---------- DATA IN THIS EXERCISE

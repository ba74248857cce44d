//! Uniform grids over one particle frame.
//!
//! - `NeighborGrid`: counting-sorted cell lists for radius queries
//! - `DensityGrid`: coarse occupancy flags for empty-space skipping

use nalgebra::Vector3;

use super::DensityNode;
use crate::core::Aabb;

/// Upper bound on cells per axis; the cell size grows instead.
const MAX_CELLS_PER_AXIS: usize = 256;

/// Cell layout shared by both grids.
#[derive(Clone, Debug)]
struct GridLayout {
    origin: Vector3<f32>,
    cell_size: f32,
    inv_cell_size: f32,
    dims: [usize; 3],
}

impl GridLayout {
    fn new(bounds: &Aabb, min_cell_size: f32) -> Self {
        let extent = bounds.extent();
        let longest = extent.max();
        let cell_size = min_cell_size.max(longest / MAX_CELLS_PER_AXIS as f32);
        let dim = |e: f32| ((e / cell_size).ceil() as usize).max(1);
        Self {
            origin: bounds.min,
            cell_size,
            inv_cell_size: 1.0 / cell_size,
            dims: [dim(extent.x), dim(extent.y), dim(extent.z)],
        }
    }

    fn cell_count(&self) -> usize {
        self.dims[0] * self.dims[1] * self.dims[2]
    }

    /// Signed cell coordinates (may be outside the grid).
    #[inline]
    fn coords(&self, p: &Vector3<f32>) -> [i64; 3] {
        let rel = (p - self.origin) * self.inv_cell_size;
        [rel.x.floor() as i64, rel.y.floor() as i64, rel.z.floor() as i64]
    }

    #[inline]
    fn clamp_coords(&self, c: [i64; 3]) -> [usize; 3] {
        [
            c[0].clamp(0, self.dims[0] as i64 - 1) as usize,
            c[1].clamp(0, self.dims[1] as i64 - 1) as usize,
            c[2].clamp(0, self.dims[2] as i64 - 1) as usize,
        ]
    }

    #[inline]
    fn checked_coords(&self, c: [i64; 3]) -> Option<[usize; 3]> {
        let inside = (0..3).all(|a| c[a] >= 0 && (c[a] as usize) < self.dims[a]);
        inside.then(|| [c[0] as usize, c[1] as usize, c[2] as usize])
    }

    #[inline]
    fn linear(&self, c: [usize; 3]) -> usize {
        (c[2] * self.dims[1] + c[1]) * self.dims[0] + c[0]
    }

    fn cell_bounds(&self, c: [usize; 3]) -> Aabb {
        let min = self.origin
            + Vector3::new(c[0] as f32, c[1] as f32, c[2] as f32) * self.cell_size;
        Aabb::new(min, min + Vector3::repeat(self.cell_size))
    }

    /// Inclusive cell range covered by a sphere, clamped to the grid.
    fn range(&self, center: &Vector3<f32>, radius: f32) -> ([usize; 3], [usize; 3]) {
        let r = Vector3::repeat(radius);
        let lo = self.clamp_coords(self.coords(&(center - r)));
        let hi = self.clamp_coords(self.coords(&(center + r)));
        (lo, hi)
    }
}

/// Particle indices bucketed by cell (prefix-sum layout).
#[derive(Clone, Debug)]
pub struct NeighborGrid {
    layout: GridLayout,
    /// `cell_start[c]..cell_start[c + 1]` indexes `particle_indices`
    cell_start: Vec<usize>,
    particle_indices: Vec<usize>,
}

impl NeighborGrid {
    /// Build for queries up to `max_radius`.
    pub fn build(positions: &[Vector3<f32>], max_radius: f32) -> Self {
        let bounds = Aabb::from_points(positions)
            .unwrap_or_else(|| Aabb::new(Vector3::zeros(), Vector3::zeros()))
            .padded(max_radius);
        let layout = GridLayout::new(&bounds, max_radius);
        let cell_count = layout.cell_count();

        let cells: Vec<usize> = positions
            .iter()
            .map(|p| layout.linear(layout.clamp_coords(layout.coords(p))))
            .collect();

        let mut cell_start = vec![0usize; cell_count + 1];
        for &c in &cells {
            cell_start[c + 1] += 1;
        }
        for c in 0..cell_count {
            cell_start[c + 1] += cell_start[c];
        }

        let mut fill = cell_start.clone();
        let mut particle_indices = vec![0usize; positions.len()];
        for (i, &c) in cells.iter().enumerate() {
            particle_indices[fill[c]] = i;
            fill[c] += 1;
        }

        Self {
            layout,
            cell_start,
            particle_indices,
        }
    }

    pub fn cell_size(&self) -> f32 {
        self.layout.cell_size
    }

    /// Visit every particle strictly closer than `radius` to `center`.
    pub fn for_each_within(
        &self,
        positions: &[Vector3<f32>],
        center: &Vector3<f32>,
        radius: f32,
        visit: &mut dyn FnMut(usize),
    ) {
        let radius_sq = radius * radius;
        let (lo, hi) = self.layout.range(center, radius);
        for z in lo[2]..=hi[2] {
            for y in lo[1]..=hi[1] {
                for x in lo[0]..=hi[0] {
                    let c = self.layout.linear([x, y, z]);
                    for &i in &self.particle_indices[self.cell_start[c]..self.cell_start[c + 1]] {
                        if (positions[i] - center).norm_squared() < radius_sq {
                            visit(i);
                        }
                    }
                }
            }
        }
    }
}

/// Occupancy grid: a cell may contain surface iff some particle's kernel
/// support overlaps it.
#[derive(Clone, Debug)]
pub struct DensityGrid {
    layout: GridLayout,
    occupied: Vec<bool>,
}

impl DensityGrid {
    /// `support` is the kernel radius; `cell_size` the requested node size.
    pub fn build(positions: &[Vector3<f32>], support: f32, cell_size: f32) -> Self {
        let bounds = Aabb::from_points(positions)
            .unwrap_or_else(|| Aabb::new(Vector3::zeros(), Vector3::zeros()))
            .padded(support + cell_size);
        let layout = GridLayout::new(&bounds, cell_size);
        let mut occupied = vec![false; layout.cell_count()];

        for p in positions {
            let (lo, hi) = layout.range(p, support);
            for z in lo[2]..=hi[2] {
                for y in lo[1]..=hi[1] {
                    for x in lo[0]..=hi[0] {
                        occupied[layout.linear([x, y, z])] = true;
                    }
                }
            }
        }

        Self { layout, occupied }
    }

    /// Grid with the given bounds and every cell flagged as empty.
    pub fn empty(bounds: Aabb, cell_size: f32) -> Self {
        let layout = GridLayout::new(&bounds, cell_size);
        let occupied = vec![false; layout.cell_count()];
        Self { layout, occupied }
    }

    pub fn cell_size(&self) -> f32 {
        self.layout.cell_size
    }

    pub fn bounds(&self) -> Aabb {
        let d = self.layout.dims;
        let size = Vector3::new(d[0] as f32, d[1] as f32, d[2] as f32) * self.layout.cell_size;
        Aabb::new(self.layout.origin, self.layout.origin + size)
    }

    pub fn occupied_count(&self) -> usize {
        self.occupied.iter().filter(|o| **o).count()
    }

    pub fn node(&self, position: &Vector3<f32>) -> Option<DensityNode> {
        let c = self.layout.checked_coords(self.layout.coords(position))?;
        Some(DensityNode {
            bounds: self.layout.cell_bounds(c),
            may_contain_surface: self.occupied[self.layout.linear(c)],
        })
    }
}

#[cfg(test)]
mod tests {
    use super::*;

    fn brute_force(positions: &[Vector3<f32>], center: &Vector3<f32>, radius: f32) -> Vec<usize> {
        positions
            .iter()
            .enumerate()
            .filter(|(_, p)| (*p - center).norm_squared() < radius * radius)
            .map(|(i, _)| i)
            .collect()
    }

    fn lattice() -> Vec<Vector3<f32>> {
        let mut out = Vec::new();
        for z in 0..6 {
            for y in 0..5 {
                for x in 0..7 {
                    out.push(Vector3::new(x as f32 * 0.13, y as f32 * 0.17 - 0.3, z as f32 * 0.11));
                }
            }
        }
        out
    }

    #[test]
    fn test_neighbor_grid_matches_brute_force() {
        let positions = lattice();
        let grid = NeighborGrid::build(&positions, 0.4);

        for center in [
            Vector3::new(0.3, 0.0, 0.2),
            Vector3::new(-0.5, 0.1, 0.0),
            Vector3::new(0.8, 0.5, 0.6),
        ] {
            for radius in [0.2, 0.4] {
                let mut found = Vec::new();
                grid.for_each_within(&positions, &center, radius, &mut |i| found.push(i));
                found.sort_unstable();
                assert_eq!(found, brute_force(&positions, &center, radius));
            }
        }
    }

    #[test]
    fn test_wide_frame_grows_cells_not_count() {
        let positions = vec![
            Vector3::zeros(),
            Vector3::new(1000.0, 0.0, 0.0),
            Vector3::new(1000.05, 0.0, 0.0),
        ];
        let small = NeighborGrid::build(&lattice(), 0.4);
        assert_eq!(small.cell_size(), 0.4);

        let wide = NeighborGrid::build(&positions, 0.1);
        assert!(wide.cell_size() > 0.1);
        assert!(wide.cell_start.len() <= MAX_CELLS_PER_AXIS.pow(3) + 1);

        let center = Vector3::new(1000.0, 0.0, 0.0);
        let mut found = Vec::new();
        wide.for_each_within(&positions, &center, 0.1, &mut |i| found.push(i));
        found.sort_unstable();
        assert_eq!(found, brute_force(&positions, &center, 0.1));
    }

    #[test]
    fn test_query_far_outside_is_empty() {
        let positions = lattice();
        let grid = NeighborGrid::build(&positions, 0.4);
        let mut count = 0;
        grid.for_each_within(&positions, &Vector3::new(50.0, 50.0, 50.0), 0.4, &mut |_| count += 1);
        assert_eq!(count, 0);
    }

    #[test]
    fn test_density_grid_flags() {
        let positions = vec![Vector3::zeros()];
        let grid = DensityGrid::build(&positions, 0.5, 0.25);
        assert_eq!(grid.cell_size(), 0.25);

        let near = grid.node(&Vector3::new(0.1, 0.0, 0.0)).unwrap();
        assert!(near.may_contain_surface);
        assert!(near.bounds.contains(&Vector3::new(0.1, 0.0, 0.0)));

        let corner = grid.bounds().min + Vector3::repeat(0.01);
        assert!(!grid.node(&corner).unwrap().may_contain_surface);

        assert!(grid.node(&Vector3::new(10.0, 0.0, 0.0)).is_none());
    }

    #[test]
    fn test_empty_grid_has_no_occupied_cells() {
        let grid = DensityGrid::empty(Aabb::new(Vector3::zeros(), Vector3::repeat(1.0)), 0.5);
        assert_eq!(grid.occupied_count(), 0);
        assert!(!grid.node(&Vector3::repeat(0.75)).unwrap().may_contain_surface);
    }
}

--------------------

* _WHAT YOU HAVE TO DO_:
State, as a number only, how many lines in the entries include "DensityNode".

* _RESULT OF THE EXERCISE_:
3